--- Records supplied Enclosed Below ---

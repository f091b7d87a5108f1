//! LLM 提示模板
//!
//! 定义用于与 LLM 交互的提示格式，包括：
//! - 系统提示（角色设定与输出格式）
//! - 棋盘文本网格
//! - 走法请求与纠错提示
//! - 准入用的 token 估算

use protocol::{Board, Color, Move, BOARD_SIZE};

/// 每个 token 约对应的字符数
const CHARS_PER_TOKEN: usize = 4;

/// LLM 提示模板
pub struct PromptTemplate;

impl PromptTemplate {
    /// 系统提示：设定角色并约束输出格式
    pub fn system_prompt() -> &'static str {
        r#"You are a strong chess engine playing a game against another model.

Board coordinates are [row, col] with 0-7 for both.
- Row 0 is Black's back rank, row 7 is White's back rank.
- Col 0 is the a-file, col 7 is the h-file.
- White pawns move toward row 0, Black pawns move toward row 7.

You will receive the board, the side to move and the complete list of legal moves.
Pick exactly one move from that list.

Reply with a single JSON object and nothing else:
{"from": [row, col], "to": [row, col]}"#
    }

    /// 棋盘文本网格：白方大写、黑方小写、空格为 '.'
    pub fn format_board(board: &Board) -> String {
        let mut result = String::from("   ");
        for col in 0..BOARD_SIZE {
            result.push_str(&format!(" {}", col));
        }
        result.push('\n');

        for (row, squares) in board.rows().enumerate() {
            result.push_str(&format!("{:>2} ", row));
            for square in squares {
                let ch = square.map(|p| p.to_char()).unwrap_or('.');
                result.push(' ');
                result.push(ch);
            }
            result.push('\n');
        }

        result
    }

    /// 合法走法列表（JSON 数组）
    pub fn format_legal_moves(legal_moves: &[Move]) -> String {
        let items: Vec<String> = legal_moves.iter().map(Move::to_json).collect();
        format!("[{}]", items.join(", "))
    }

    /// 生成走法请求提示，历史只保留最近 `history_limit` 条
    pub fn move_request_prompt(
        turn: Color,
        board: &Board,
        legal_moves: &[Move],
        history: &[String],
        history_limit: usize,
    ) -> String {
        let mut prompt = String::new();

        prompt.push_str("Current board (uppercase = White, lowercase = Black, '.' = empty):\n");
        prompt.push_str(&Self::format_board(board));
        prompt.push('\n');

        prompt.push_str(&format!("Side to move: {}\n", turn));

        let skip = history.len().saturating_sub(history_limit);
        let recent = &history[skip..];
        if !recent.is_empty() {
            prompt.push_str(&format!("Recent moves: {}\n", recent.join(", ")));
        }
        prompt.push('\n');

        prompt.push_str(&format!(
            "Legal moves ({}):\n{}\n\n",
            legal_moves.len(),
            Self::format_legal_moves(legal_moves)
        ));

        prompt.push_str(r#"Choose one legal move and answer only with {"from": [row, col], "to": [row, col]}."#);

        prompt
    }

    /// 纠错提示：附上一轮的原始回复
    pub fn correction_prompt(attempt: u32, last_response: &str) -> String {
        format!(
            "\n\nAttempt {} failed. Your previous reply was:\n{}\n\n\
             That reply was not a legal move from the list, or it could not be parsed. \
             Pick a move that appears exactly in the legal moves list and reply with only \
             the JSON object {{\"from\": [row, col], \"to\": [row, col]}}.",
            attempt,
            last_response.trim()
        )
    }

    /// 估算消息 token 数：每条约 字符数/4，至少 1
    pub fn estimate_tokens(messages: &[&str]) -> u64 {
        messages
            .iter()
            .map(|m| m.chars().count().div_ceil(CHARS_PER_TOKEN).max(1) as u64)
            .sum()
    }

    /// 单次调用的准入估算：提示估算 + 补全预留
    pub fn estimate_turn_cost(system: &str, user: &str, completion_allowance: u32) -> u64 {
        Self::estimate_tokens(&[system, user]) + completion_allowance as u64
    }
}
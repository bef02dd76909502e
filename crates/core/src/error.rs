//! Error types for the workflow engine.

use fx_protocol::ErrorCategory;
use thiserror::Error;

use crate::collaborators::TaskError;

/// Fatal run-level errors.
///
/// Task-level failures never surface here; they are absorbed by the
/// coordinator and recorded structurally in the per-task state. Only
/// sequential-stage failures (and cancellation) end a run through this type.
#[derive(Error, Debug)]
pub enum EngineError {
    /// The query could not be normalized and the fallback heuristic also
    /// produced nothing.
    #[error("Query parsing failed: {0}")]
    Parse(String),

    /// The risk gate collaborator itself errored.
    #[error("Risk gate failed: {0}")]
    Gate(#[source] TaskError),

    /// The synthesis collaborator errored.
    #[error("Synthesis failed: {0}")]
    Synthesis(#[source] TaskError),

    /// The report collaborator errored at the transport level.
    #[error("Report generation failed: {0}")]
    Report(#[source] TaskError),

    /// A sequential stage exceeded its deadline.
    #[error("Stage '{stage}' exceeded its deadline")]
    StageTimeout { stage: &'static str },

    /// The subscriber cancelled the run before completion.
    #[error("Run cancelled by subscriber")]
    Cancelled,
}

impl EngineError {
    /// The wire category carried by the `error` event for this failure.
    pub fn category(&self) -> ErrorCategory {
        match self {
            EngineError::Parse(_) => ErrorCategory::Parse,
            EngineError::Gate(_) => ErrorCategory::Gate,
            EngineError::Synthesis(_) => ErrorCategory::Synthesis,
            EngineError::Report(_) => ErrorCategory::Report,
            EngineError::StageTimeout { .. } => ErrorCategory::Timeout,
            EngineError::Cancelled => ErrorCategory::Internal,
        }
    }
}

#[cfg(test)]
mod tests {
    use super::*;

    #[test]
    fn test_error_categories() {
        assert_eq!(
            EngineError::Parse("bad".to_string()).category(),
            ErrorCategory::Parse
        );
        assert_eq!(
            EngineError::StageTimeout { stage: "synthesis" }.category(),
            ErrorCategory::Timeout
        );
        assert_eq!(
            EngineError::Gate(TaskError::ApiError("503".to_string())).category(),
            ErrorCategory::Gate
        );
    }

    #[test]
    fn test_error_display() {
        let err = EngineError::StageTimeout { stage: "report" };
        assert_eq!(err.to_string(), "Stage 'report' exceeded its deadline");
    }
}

--- End of Enclosed Records supplied ---

* _Prompt_
Retype the records above in full, exactly.

* _Expected answer_
repository f091b7d87a5108f1
//! LLM 提示模板
//!
//! 定义用于与 LLM 交互的提示格式，包括：
//! - 系统提示（角色设定与输出格式）
//! - 棋盘文本网格
//! - 走法请求与纠错提示
//! - 准入用的 token 估算

use protocol::{Board, Color, Move, BOARD_SIZE};

/// 每个 token 约对应的字符数
const CHARS_PER_TOKEN: usize = 4;

/// LLM 提示模板
pub struct PromptTemplate;

impl PromptTemplate {
    /// 系统提示：设定角色并约束输出格式
    pub fn system_prompt() -> &'static str {
        r#"You are a strong chess engine playing a game against another model.

Board coordinates are [row, col] with 0-7 for both.
- Row 0 is Black's back rank, row 7 is White's back rank.
- Col 0 is the a-file, col 7 is the h-file.
- White pawns move toward row 0, Black pawns move toward row 7.

You will receive the board, the side to move and the complete list of legal moves.
Pick exactly one move from that list.

Reply with a single JSON object and nothing else:
{"from": [row, col], "to": [row, col]}"#
    }

    /// 棋盘文本网格：白方大写、黑方小写、空格为 '.'
    pub fn format_board(board: &Board) -> String {
        let mut result = String::from("   ");
        for col in 0..BOARD_SIZE {
            result.push_str(&format!(" {}", col));
        }
        result.push('\n');

        for (row, squares) in board.rows().enumerate() {
            result.push_str(&format!("{:>2} ", row));
            for square in squares {
                let ch = square.map(|p| p.to_char()).unwrap_or('.');
                result.push(' ');
                result.push(ch);
            }
            result.push('\n');
        }

        result
    }

    /// 合法走法列表（JSON 数组）
    pub fn format_legal_moves(legal_moves: &[Move]) -> String {
        let items: Vec<String> = legal_moves.iter().map(Move::to_json).collect();
        format!("[{}]", items.join(", "))
    }

    /// 生成走法请求提示，历史只保留最近 `history_limit` 条
    pub fn move_request_prompt(
        turn: Color,
        board: &Board,
        legal_moves: &[Move],
        history: &[String],
        history_limit: usize,
    ) -> String {
        let mut prompt = String::new();

        prompt.push_str("Current board (uppercase = White, lowercase = Black, '.' = empty):\n");
        prompt.push_str(&Self::format_board(board));
        prompt.push('\n');

        prompt.push_str(&format!("Side to move: {}\n", turn));

        let skip = history.len().saturating_sub(history_limit);
        let recent = &history[skip..];
        if !recent.is_empty() {
            prompt.push_str(&format!("Recent moves: {}\n", recent.join(", ")));
        }
        prompt.push('\n');

        prompt.push_str(&format!(
            "Legal moves ({}):\n{}\n\n",
            legal_moves.len(),
            Self::format_legal_moves(legal_moves)
        ));

        prompt.push_str(r#"Choose one legal move and answer only with {"from": [row, col], "to": [row, col]}."#);

        prompt
    }

    /// 纠错提示：附上一轮的原始回复
    pub fn correction_prompt(attempt: u32, last_response: &str) -> String {
        format!(
            "\n\nAttempt {} failed. Your previous reply was:\n{}\n\n\
             That reply was not a legal move from the list, or it could not be parsed. \
             Pick a move that appears exactly in the legal moves list and reply with only \
             the JSON object {{\"from\": [row, col], \"to\": [row, col]}}.",
            attempt,
            last_response.trim()
        )
    }

    /// 估算消息 token 数：每条约 字符数/4，至少 1
    pub fn estimate_tokens(messages: &[&str]) -> u64 {
        messages
            .iter()
            .map(|m| m.chars().count().div_ceil(CHARS_PER_TOKEN).max(1) as u64)
            .sum()
    }

    /// 单次调用的准入估算：提示估算 + 补全预留
    pub fn estimate_turn_cost(system: &str, user: &str, completion_allowance: u32) -> u64 {
        Self::estimate_tokens(&[system, user]) + completion_allowance as u64
    }
}
repository bef02dd76909502e
filename crates/core/src/error.rs
//! Error types for the workflow engine.

use fx_protocol::ErrorCategory;
use thiserror::Error;

use crate::collaborators::TaskError;

/// Fatal run-level errors.
///
/// Task-level failures never surface here; they are absorbed by the
/// coordinator and recorded structurally in the per-task state. Only
/// sequential-stage failures (and cancellation) end a run through this type.
#[derive(Error, Debug)]
pub enum EngineError {
    /// The query could not be normalized and the fallback heuristic also
    /// produced nothing.
    #[error("Query parsing failed: {0}")]
    Parse(String),

    /// The risk gate collaborator itself errored.
    #[error("Risk gate failed: {0}")]
    Gate(#[source] TaskError),

    /// The synthesis collaborator errored.
    #[error("Synthesis failed: {0}")]
    Synthesis(#[source] TaskError),

    /// The report collaborator errored at the transport level.
    #[error("Report generation failed: {0}")]
    Report(#[source] TaskError),

    /// A sequential stage exceeded its deadline.
    #[error("Stage '{stage}' exceeded its deadline")]
    StageTimeout { stage: &'static str },

    /// The subscriber cancelled the run before completion.
    #[error("Run cancelled by subscriber")]
    Cancelled,
}

impl EngineError {
    /// The wire category carried by the `error` event for this failure.
    pub fn category(&self) -> ErrorCategory {
        match self {
            EngineError::Parse(_) => ErrorCategory::Parse,
            EngineError::Gate(_) => ErrorCategory::Gate,
            EngineError::Synthesis(_) => ErrorCategory::Synthesis,
            EngineError::Report(_) => ErrorCategory::Report,
            EngineError::StageTimeout { .. } => ErrorCategory::Timeout,
            EngineError::Cancelled => ErrorCategory::Internal,
        }
    }
}

#[cfg(test)]
mod tests {
    use super::*;

    #[test]
    fn test_error_categories() {
        assert_eq!(
            EngineError::Parse("bad".to_string()).category(),
            ErrorCategory::Parse
        );
        assert_eq!(
            EngineError::StageTimeout { stage: "synthesis" }.category(),
            ErrorCategory::Timeout
        );
        assert_eq!(
            EngineError::Gate(TaskError::ApiError("503".to_string())).category(),
            ErrorCategory::Gate
        );
    }

    #[test]
    fn test_error_display() {
        let err = EngineError::StageTimeout { stage: "report" };
        assert_eq!(err.to_string(), "Stage 'report' exceeded its deadline");
    }
}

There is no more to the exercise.